Оставалось только семь ударов сердца.
Теперь уже казалось вполне возможным, что в мире Невоны существовали боги, о которых даже Смерть ничего не знал и которые время от времени вставляли ему палки в колеса. Или вероятность была такой незначительной величиной, что и сама необходимость. Так или иначе, но в то время, в то самое знаменитое утро, когда северянин Фафхрд, который обычно дрых до самого обеда, вскочил с первыми лучами серебристого рассвета, выхватил свой любимый Серый Прутик и на ощупь выбрался из своей каморки на крышу, где начал упражняться в искусстве фехтования, грохоча ногами при выпадах и время от времени издавая воинственный крик, не заботясь об усталых торговцах, пробуждающихся со стонами и проклятиями внизу. Вначале он дрожал от холода, которым тянуло из подозрительного зеленого болота, но вскоре он вспотел от упражнений, пронзая и парируя все время, вначале небрежно, постепенно, потом увеличивая скорость и показывая истинный профессионализм.

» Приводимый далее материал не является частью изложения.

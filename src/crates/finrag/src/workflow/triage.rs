//! Entry nodes: safety check and conversation merge.

use finrag_graph::NodeContext;
use llm::StructuredLlmExt;
use tracing::{info, warn};

use super::prompts::{self, tasks, REFUSAL};
use super::schemas::{ContextMerge, SafetyVerdict};
use super::state::{ChatTurn, SharedState, StatePatch};
use crate::cache::CachedAnswer;
use crate::error::Result;
use crate::services::Services;

/// `answer_type` of a refused query
pub const REFUSAL_TYPE: &str = "refusal";
/// `answer_type` of an answer served from the cache
pub const CACHE_TYPE: &str = "cache";
/// `answer_type` of an answer taken from the conversation
pub const CONTEXT_TYPE: &str = "context";

pub(crate) async fn safety_check(svc: Services, state: SharedState, _ctx: NodeContext) -> Result<StatePatch> {
    if !svc.settings.safety_check {
        return Ok(StatePatch {
            query_safe: Some(true),
            ..Default::default()
        });
    }

    let mut prompt = state.original_query.clone();
    if !state.image_description.is_empty() {
        prompt.push_str(&format!("\n\nAttached image: {}", state.image_description));
    }
    let verdict: SafetyVerdict = svc
        .llm
        .structured(tasks::SAFETY_CHECK, prompts::SAFETY_CHECK, &prompt)
        .await?;

    if verdict.safe {
        return Ok(StatePatch {
            query_safe: Some(true),
            ..Default::default()
        });
    }
    warn!(reason = %verdict.reason, "query refused");
    Ok(StatePatch {
        query_safe: Some(false),
        final_answer: Some(REFUSAL.to_string()),
        answer_type: Some(REFUSAL_TYPE.to_string()),
        ..Default::default()
    })
}

fn render_conversation(turns: &[ChatTurn]) -> String {
    turns
        .iter()
        .map(|turn| format!("User: {}\nAssistant: {}", turn.query, turn.answer))
        .collect::<Vec<_>>()
        .join("\n\n")
}

fn cached(answer_type: &str, standalone: String, hit: CachedAnswer) -> StatePatch {
    info!(answer_type, "answered without the reasoning graph");
    StatePatch {
        standalone_query: Some(standalone),
        final_answer: Some(hit.answer),
        answer_type: Some(answer_type.to_string()),
        citations: Some(hit.citations),
        ..Default::default()
    }
}

/// Make the query standalone, answering from the cache or the conversation
/// when possible
pub(crate) async fn merge_context(svc: Services, state: SharedState, _ctx: NodeContext) -> Result<StatePatch> {
    let query = state.original_query.trim().to_string();
    if let Some(hit) = svc.cache.get(&query) {
        return Ok(cached(CACHE_TYPE, query, hit));
    }

    let mut standalone = query.clone();
    if !state.conversation.is_empty() {
        let prompt = format!(
            "Conversation:\n{}\n\nLatest query: {query}",
            render_conversation(&state.conversation)
        );
        let merged: ContextMerge = svc
            .llm
            .structured(tasks::MERGE_CONTEXT, prompts::MERGE_CONTEXT, &prompt)
            .await?;
        if !merged.standalone_query.trim().is_empty() {
            standalone = merged.standalone_query.trim().to_string();
        }
        if merged.answered_by_context {
            if let Some(answer) = merged.answer.filter(|a| !a.trim().is_empty()) {
                let hit = CachedAnswer {
                    answer,
                    citations: Vec::new(),
                };
                return Ok(cached(CONTEXT_TYPE, standalone, hit));
            }
        }
        if let Some(hit) = svc.cache.get(&standalone) {
            return Ok(cached(CACHE_TYPE, standalone, hit));
        }
    }

    if svc.settings.vision && !state.image_description.trim().is_empty() {
        standalone.push_str(&format!("\n\nAttached image: {}", state.image_description.trim()));
    }
    Ok(StatePatch {
        standalone_query: Some(standalone),
        ..Default::default()
    })
}

#[cfg(test)]
mod tests {
    use super::*;

    #[test]
    fn test_conversation_rendering() {
        let turns = vec![ChatTurn {
            query: "Apple revenue 2022?".into(),
            answer: "$394.3B".into(),
        }];
        assert_eq!(render_conversation(&turns), "User: Apple revenue 2022?\nAssistant: $394.3B");
    }
}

Не принимая во внимание Фафхрда, в Ланкмаре было тихое утро. Колокола еще не звонили, глухие гонги не возвещали о кончине кроткого правителя города, и жуткие слухи о семнадцати кошках, пойманных и загнанных в Великую Тюрьму, где они, сидя в одиночным камерах, ждали суда, не успели распространиться.
Так уж получилось, что в тот же день Мышатник тоже очнулся до рассвета, который он обычно просыпал часа на два или три. Он свернулся на куче подушек за низким столиком, прижав руку к подбородку и закутавшись в серую шерстяную робу. Время от времени он, морщась, посасывал винцо, кисло размышляя о злом и неблагодарном народце, с которым он познакомился на протяжении своей беспутной жизни. Мышатник не обращал внимания на кульбиты Фафхрда и заткнул уши, чтобы не слышать шумных пируэтов, но чем сильнее он старался заснуть, тем все больше покидал его сон.

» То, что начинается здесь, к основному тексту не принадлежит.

//! Which filing a financial question is about, and fetching it when missing.

use finrag_graph::NodeContext;
use llm::StructuredLlmExt;
use tracing::{info, warn};

use super::prompts::{self, tasks};
use super::schemas::ReportRequest;
use super::state::{SharedState, StatePatch};
use crate::error::Result;
use crate::reports::ReportKey;
use crate::services::Services;

/// Filing type assumed when the question names none
pub const DEFAULT_DOC_TYPE: &str = "10-K";

/// A filing key, when the request names both company and year
pub(crate) fn report_key(request: &ReportRequest) -> Option<ReportKey> {
    let company = request.company.as_deref().map(str::trim).filter(|c| !c.is_empty())?;
    let year = request.year?;
    let doc_type = request
        .doc_type
        .as_deref()
        .map(str::trim)
        .filter(|t| !t.is_empty())
        .unwrap_or(DEFAULT_DOC_TYPE);
    Some(ReportKey::new(company, year, doc_type))
}

/// Whether a confirmation answer means yes
pub(crate) fn is_yes(answer: &str) -> bool {
    matches!(answer.trim().to_lowercase().as_str(), "yes" | "y")
}

pub(crate) async fn check_reports(svc: Services, state: SharedState, _ctx: NodeContext) -> Result<StatePatch> {
    let request: ReportRequest = svc
        .llm
        .structured(tasks::EXTRACT_REPORT, prompts::EXTRACT_REPORT, state.working_query())
        .await?;
    let Some(key) = report_key(&request) else {
        info!("question names no specific filing");
        return Ok(StatePatch::default());
    };

    if svc.reports.contains(&key).await? {
        info!(report = %key, "filing available");
        return Ok(StatePatch {
            report: Some(key),
            ..Default::default()
        });
    }
    info!(report = %key, "filing missing, asking to download");
    Ok(StatePatch {
        report: Some(key.clone()),
        missing_report: Some(key),
        ..Default::default()
    })
}

/// Runs on resume: download the missing filing if the user agreed
pub(crate) async fn confirm_download(svc: Services, state: SharedState, _ctx: NodeContext) -> Result<StatePatch> {
    let confirmed = is_yes(&state.user_response);
    if let (true, Some(key)) = (confirmed, state.missing_report.as_ref()) {
        match svc.downloader.download(key, &svc.data_dir).await {
            Ok(path) => {
                svc.reports.register(key, &path).await?;
                info!(report = %key, path = %path.display(), "filing downloaded");
            }
            Err(err) => warn!(report = %key, error = %err, "download failed, continuing without the filing"),
        }
    } else {
        info!(confirmed, "continuing without the missing filing");
    }
    Ok(StatePatch {
        download_confirmed: Some(confirmed),
        user_response: Some(String::new()),
        ..Default::default()
    })
}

С налитыми кровью глазами и пеной у рта Фафхрд материализовался в берсеркера, которому, по-видимому, только недавно присвоили звание стражника низшего ранга. Его правая рука была выброшена вперед, вниз и чуть вправо, а сабля немного наклонена. Он немного оторопел от внезапного превращения, но быстро сориентировался благодаря своей умственной тупости, мгновенно прицелился в обнаженную шею северянина своей зазубренной симитой, которая сразу сверкнула веером коротких широких кинжалов, испачканных не так уж давно кровью. Но в тот же миг чисто автоматически Фафхрд привел в действие свою защиту, сделал высокое карте, отразившее меч берсеркера, так что тот просвистел над головой Фафхрда со звуком, напоминавшим звон стального прута, которым ударили по железной ограде — видимо, это зубья симиты встретились с клинком варвара.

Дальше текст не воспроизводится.